In our program we are forced to call another program via popen()
. The structure is basically
// external program
int main() {
// does some stuff
std::cout << xml << std::endl;
}
// our programm
std::string exec(const char* cmd) {
std::array<char, 128> buffer;
std::string result;
std::unique_ptr<FILE, decltype(&pclose)> pipe(popen(cmd, "r"), pclose);
if (!pipe)
throw std::runtime_error("popen() failed!");
while (fgets(buffer.data(), buffer.size(), pipe.get()) != nullptr)
result += buffer.data();
return result;
}
int main() {
const std::string xmlResult = exec("externalProgramm(.exe) --param1 --param2"); // Windows and Linux
// do something with the result
}
From time to time the external program freezes, thus freezing our program inside fgets()

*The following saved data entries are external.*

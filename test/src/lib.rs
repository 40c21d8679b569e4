pub mod helpers;
pub mod local_transport;

pub use helpers::*;
pub use local_transport::{LocalLink, LocalLinkController, LocalTransport};
// SPDX-License-Identifier: BUSL-1.1
// Copyright (c) 2026 Alfred Jean LLC

//! Failure-handling specs
//!
//! Cycle-level failures degrade to no-ops; action-level failures are
//! isolated to the one container they hit. Nothing here is ever fatal.

use crate::prelude::*;

#[tokio::test]
async fn a_failed_fetch_touches_nothing() {
    let agent = agent();
    agent.management.fail_fetches();
    agent.runtime.set_observed(vec![running("web", "sha256:1")]);

    let outcome = agent.engine.run_cycle().await;

    assert_eq!(outcome, CycleOutcome::FetchFailed);
    assert!(agent.runtime.calls().is_empty());
    assert_eq!(observed_names(&agent), vec!["web".to_string()]);
}

#[tokio::test]
async fn the_cycle_after_a_failed_fetch_reconciles_normally() {
    let agent = agent();
    agent.management.fail_fetches();
    agent.runtime.set_observed(vec![running("nginx", "sha256:9")]);

    assert_eq!(agent.engine.run_cycle().await, CycleOutcome::FetchFailed);

    agent.management.set_desired(vec![]);
    match agent.engine.run_cycle().await {
        CycleOutcome::Applied(summary) => assert_eq!(summary.removed, 1),
        other => panic!("expected the retry cycle to apply, got {other:?}"),
    }
}

#[tokio::test]
async fn an_unobservable_runtime_aborts_the_cycle() {
    let agent = agent();
    agent.management.set_desired(vec![spec("web", "sha256:1", &[])]);
    agent.runtime.fail_list();

    let outcome = agent.engine.run_cycle().await;

    assert_eq!(outcome, CycleOutcome::ObserveFailed);
    // Observation was attempted; nothing was mutated.
    assert_eq!(agent.runtime.calls(), vec![RuntimeCall::List]);
}

#[tokio::test]
async fn one_failing_create_leaves_the_rest_of_the_batch_applied() {
    let agent = agent();
    agent.runtime.fail_run("b");
    agent.management.set_desired(vec![
        spec("a", "sha256:1", &[]),
        spec("b", "sha256:2", &[]),
        spec("c", "sha256:3", &[]),
    ]);

    let outcome = agent.engine.run_cycle().await;

    match outcome {
        CycleOutcome::Applied(summary) => {
            assert_eq!(summary.created, 2);
            assert_eq!(summary.failed, 1);
        }
        other => panic!("expected partial application, got {other:?}"),
    }
    // All three launches were attempted, in order.
    assert_eq!(
        agent.runtime.calls(),
        vec![
            RuntimeCall::List,
            RuntimeCall::Run { slug: "a".to_string() },
            RuntimeCall::Run { slug: "b".to_string() },
            RuntimeCall::Run { slug: "c".to_string() },
        ]
    );

    let mut names = observed_names(&agent);
    names.sort();
    assert_eq!(names, vec!["a".to_string(), "c".to_string()]);
}

#[tokio::test]
async fn a_failed_action_is_retried_on_the_next_cycle() {
    let agent = agent();
    agent.runtime.fail_run("web");
    agent.management.set_desired(vec![spec("web", "sha256:1", &[])]);

    match agent.engine.run_cycle().await {
        CycleOutcome::Applied(summary) => assert_eq!(summary.failed, 1),
        other => panic!("expected a failed create, got {other:?}"),
    }

    // The planner sees the container still missing and tries again.
    match agent.engine.run_cycle().await {
        CycleOutcome::Applied(summary) => assert_eq!(summary.failed, 1),
        other => panic!("expected a retried create, got {other:?}"),
    }
}
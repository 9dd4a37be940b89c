// SPDX-License-Identifier: BUSL-1.1
// Copyright (c) 2026 Alfred Jean LLC

//! Agent configuration.
//!
//! Loaded once at startup from a TOML file and never mutated afterwards.
//! Everything that varies per deployment lives here; everything that varies
//! per machine (state directory, log filter) comes from the environment.

use std::path::Path;
use std::time::Duration;

use serde::Deserialize;

use crate::lifecycle::StartupError;

/// Immutable agent configuration.
///
/// ```toml
/// management_url = "https://mgmt.example.com/api/v1"
/// project        = "acme"
/// channel        = "production"
/// key            = "0123abcd"
/// self_name      = "baton-agent"
///
/// [request]
/// timeout_secs  = 30
/// interval_secs = 60
/// ```
#[derive(Debug, Clone, Deserialize)]
#[serde(deny_unknown_fields)]
pub struct Config {
    /// Base URL of the management service, without trailing slash.
    pub management_url: String,
    /// Project whose desired state this agent converges.
    pub project: String,
    /// Channel (e.g. "production", "staging") within the project.
    pub channel: String,
    /// API key sent as `Authorization: Token {key}`.
    pub key: String,
    /// Name of the container the agent itself runs in. Excluded from
    /// observation so the agent never reconciles itself away.
    pub self_name: String,
    #[serde(default)]
    pub request: RequestConfig,
}

/// Request-related tunables, all optional in the file.
#[derive(Debug, Clone, Deserialize)]
#[serde(deny_unknown_fields)]
pub struct RequestConfig {
    /// Management request timeout in seconds.
    #[serde(default = "default_timeout_secs")]
    pub timeout_secs: u64,
    /// Seconds to sleep between reconcile cycles.
    #[serde(default = "default_interval_secs")]
    pub interval_secs: u64,
}

impl Default for RequestConfig {
    fn default() -> Self {
        Self { timeout_secs: default_timeout_secs(), interval_secs: default_interval_secs() }
    }
}

fn default_timeout_secs() -> u64 {
    30
}

fn default_interval_secs() -> u64 {
    60
}

impl Config {
    /// Load and validate configuration from a TOML file.
    pub fn load(path: &Path) -> Result<Self, StartupError> {
        let raw = std::fs::read_to_string(path)
            .map_err(|e| StartupError::ConfigRead(path.to_path_buf(), e))?;
        let mut config: Config = toml::from_str(&raw)
            .map_err(|e| StartupError::ConfigParse(path.to_path_buf(), e))?;
        config.management_url = config.management_url.trim_end_matches('/').to_string();
        config.validate()?;
        Ok(config)
    }

    fn validate(&self) -> Result<(), StartupError> {
        for (field, value) in [
            ("management_url", &self.management_url),
            ("project", &self.project),
            ("channel", &self.channel),
            ("key", &self.key),
            ("self_name", &self.self_name),
        ] {
            if value.trim().is_empty() {
                return Err(StartupError::ConfigField(field));
            }
        }
        Ok(())
    }

    /// Desired-state endpoint for this agent's project and channel.
    pub fn endpoint(&self) -> String {
        format!("{}/{}/{}/", self.management_url, self.project, self.channel)
    }

    pub fn request_timeout(&self) -> Duration {
        Duration::from_secs(self.request.timeout_secs)
    }

    pub fn poll_interval(&self) -> Duration {
        Duration::from_secs(self.request.interval_secs)
    }
}

#[cfg(test)]
#[path = "config_tests.rs"]
mod tests;
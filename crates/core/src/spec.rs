// SPDX-License-Identifier: BUSL-1.1
// Copyright (c) 2026 Alfred Jean LLC

//! Desired-state container specification served by the management service.
//!
//! The wire format is strict: unknown or missing fields fail deserialization,
//! and a batch that passes serde still goes through [`validate_batch`] before
//! the rest of the agent sees it. Inner layers can therefore assume every
//! spec they receive is well-formed.

use std::collections::{BTreeMap, HashSet};

use serde::{Deserialize, Serialize};
use serde_json::Value;
use thiserror::Error;

/// Registry credentials for pulling a private image.
///
/// Installed into the agent's credential store for the duration of the
/// launch that needs them, never longer.
#[derive(Debug, Clone, PartialEq, Eq, Serialize, Deserialize)]
#[serde(deny_unknown_fields)]
pub struct RegistryAuth {
    pub username: String,
    pub password: String,
    /// Registry host the credentials belong to (e.g. "registry.example.com").
    pub registry: String,
}

/// One desired container.
///
/// `slug` doubles as the name of the container this spec manages; the
/// reconciler matches it against observed container names with exact
/// string equality.
#[derive(Debug, Clone, PartialEq, Serialize, Deserialize)]
#[serde(rename_all = "camelCase", deny_unknown_fields)]
pub struct ContainerSpec {
    /// Identity key. Unique within a batch, equals the managed container name.
    pub slug: String,
    /// Repository reference as sent by the management service, without tag
    /// or digest. Launch, pull and image removal all use `image`, the full
    /// reference.
    pub name: String,
    /// Full image reference passed to the runtime on launch.
    pub image: String,
    /// Resolved image identity a converged container must be running.
    pub digest: String,
    /// `KEY=VALUE` entries injected into the container.
    pub environment: Vec<String>,
    /// Opaque runtime launch flags, passed through verbatim. A `BTreeMap`
    /// keeps flag ordering deterministic across cycles.
    pub launch_parameters: BTreeMap<String, Value>,
    /// Credentials for pulling `image`, when the registry is private.
    #[serde(default)]
    pub registry_auth: Option<RegistryAuth>,
}

impl ContainerSpec {
    /// Semantic validation beyond what serde enforces.
    pub fn validate(&self) -> Result<(), SpecError> {
        for (field, value) in [
            ("slug", &self.slug),
            ("name", &self.name),
            ("image", &self.image),
            ("digest", &self.digest),
        ] {
            if value.trim().is_empty() {
                return Err(SpecError::EmptyField(field));
            }
        }
        if let Some(auth) = &self.registry_auth {
            if auth.username.trim().is_empty() {
                return Err(SpecError::EmptyAuthField("username"));
            }
            if auth.registry.trim().is_empty() {
                return Err(SpecError::EmptyAuthField("registry"));
            }
        }
        Ok(())
    }
}

/// Validate a whole desired-state batch.
///
/// Rejects the batch if any spec fails [`ContainerSpec::validate`] or if two
/// specs share a slug. An ambiguous identity key would make the planner
/// flap between create and remove across cycles, so the batch is refused
/// whole rather than partially applied.
pub fn validate_batch(specs: &[ContainerSpec]) -> Result<(), SpecError> {
    let mut seen = HashSet::new();
    for spec in specs {
        spec.validate()?;
        if !seen.insert(spec.slug.as_str()) {
            return Err(SpecError::DuplicateSlug(spec.slug.clone()));
        }
    }
    Ok(())
}

/// Validation failures for desired-state batches.
#[derive(Debug, Error, Clone, PartialEq, Eq)]
pub enum SpecError {
    #[error("container spec has an empty `{0}` field")]
    EmptyField(&'static str),

    #[error("registry auth has an empty `{0}` field")]
    EmptyAuthField(&'static str),

    #[error("duplicate slug `{0}` in desired-state batch")]
    DuplicateSlug(String),
}

#[cfg(test)]
#[path = "spec_tests.rs"]
mod tests;
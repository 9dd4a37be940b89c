// SPDX-License-Identifier: BUSL-1.1
// Copyright (c) 2026 Alfred Jean LLC

// Allow panic!/unwrap/expect in test code
#![cfg_attr(test, allow(clippy::panic))]
#![cfg_attr(test, allow(clippy::unwrap_used))]
#![cfg_attr(test, allow(clippy::expect_used))]

//! baton-core: desired-state model and reconciliation planning.
//!
//! Pure data and logic, no I/O. The daemon crate supplies the fetcher,
//! the runtime adapter, and the loop that applies the plans produced here.

pub mod observed;
pub mod plan;
pub mod spec;

pub use observed::ObservedContainer;
pub use plan::{plan, Plan};
pub use spec::{validate_batch, ContainerSpec, RegistryAuth, SpecError};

. I tried to get around this problem but I cant find anything. The only solution seems to be to create a thread, wait some timeout time and if it doesnt finish in that time, .detach()
it. While this solution might work for short-lived programs, ours needs to run for weeks and makes a few million calls to the external program.
Is there any way to destroy a thread or read from a popen()
file without blocking everything? I know the real solution would be to "just dont call an external program that way" but we really have no other choice.
The solution needs to work on Windows and Linux. Giving my "duplicates" that only solve this on Linux does not answer my question.